Assigned task
Would you copy all lines in the data that contain the word "ModelInstance"?

★ ★ ★

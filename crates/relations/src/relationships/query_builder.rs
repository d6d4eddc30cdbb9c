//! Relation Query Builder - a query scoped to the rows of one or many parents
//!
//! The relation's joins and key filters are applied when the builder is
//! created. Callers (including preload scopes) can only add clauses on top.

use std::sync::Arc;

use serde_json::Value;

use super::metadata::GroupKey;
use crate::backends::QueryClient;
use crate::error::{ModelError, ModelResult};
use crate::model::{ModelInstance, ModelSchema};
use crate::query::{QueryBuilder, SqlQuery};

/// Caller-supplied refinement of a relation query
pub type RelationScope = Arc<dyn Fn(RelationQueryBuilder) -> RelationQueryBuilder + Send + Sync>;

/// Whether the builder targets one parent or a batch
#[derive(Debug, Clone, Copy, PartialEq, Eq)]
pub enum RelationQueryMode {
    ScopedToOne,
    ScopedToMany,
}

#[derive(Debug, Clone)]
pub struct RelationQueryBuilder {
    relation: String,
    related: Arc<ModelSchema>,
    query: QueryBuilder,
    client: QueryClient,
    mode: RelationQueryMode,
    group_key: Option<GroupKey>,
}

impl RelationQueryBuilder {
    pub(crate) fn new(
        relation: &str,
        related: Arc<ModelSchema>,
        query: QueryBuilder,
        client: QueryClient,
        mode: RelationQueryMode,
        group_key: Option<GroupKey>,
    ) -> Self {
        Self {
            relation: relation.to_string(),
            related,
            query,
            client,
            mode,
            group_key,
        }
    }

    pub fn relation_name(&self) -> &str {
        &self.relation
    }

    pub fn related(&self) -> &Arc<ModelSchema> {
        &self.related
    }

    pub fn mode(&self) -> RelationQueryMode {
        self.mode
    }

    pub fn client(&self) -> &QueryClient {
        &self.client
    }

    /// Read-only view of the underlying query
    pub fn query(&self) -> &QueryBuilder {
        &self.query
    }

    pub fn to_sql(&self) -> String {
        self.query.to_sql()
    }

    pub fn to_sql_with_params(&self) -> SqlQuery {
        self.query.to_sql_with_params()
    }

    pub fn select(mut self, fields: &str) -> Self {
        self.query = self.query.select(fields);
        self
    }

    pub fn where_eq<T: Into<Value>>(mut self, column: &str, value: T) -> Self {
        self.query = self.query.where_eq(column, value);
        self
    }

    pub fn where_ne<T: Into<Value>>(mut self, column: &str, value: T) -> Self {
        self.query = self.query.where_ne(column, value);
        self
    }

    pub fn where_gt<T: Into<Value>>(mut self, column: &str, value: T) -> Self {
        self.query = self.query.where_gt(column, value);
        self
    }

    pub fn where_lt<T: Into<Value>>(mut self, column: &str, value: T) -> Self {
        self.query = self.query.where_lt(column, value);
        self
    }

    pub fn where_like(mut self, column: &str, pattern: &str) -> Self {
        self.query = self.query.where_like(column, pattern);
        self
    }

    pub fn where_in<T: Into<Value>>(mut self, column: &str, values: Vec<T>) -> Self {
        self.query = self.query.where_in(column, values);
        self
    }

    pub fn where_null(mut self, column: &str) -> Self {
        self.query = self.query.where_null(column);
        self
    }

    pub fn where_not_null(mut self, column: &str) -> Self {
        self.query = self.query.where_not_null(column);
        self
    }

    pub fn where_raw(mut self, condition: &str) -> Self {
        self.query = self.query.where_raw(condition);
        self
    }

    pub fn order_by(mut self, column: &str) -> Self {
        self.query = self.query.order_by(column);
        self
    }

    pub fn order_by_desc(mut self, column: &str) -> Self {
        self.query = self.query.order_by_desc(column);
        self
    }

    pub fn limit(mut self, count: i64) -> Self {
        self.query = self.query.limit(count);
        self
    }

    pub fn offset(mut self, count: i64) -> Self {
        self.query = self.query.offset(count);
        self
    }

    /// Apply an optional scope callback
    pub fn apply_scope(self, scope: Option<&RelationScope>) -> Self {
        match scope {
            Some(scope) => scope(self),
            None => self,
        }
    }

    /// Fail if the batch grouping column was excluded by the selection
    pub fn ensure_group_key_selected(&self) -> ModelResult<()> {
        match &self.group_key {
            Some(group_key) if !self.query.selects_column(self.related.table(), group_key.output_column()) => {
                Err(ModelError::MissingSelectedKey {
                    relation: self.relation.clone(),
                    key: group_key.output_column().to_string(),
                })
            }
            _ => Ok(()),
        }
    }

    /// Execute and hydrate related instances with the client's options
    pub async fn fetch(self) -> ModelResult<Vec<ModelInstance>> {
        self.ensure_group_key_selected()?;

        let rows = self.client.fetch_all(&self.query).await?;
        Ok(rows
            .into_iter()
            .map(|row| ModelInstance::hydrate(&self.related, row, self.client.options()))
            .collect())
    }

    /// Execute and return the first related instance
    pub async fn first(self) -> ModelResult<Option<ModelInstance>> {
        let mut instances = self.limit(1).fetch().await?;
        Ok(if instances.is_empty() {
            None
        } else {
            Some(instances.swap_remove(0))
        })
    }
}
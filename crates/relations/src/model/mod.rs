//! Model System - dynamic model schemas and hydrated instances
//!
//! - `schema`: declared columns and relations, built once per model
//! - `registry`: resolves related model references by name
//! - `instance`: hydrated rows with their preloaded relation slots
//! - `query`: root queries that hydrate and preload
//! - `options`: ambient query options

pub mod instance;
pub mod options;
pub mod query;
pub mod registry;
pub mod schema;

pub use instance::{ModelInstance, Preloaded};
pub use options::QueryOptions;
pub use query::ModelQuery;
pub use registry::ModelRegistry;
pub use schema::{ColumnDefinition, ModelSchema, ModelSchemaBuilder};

★ ★ ★

Output for this task
use crate::model::{ModelInstance, ModelSchema};
    pub async fn fetch(self) -> ModelResult<Vec<ModelInstance>> {
            .map(|row| ModelInstance::hydrate(&self.related, row, self.client.options()))
    pub async fn first(self) -> ModelResult<Option<ModelInstance>> {
pub use instance::{ModelInstance, Preloaded};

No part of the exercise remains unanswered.